At a sentencing hearing on Monday, a decade after McBride first began secretly taking classified documents from the Australian defence force where he worked as an army lawyer, the commonwealth's counsel, Trish McDonald, said McBride's actions amounted to "egregious conduct" and affected how defence conducted some operations as well as Australia's relations with allies.

McDonald told the court McBride knew his behaviour was "deceptive" and that his decision to leak classified documents to the media before a defence watchdog handed down its final report into his allegations reflected a "level of arrogance".

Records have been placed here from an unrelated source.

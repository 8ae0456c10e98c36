//! Statistical primitives for post engagement analysis.
//!
//! This crate provides:
//!
//! - **Descriptive statistics**: mean, median, sample standard deviation
//! - **Inequality**: Gini coefficient over non-negative distributions
//! - **Rank tests**: Mann-Whitney U with midrank tie correction and rank-biserial effect size
//!
//! Every function degrades to a defined value on degenerate input (empty
//! samples, all-zero totals) instead of failing, so bulk reports over
//! heterogeneous data never abort on a sparse group.
//!
//! # Modules
//!
//! - [`descriptive`]: Central tendency and dispersion
//! - [`inequality`]: Gini coefficient
//! - [`rank_test`]: Mann-Whitney U test
//!
//! # Examples
//!
//! ## Summarizing a sample
//!
//! ```
//! use moltstat_stats::descriptive::DescriptiveStats;
//!
//! let stats = DescriptiveStats::new([1.0, 2.0, 3.0, 4.0]);
//! assert_eq!(stats.mean, 2.5);
//! assert_eq!(stats.median, 2.5);
//! ```
//!
//! ## Measuring concentration
//!
//! ```
//! use moltstat_stats::inequality::gini_coefficient;
//!
//! assert_eq!(gini_coefficient(&[0.0, 0.0, 0.0, 12.0]), 0.75);
//! ```
//!
//! ## Comparing two groups
//!
//! ```
//! use moltstat_stats::rank_test::mann_whitney_u;
//!
//! let long_posts = [40.0, 55.0, 61.0];
//! let short_posts = [3.0, 12.0, 9.0, 41.0];
//! let result = mann_whitney_u(&long_posts, &short_posts).unwrap();
//! assert!(result.effect_size > 0.0);
//! ```

pub mod descriptive;
pub mod inequality;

McBride pleaded guilty to three charges in November after the ACT supreme court upheld a commonwealth intervention to withhold key evidence it deemed as having the potential to jeopardise "the security and defence of Australia" if released.

The mostly secret military information McBride collected over a one-and-a-half year period in 2014 and 2015 was handed to journalists at the ABC. The material was used as the basis for an investigative series exposing war crimes committed by Australian defence personnel in Afghanistan, titled The Afghan Files.

In 2020 a report by Paul Brereton found credible evidence that Australian special forces soldiers murdered 39 Afghan civilians and prisoners, with most of the killings occurring in 2012 and 2013.

Speaking outside court on Monday, McBride, a former military lawyer, defended his actions as standing up for "Australian values in the face of a government who has lost sight of the job".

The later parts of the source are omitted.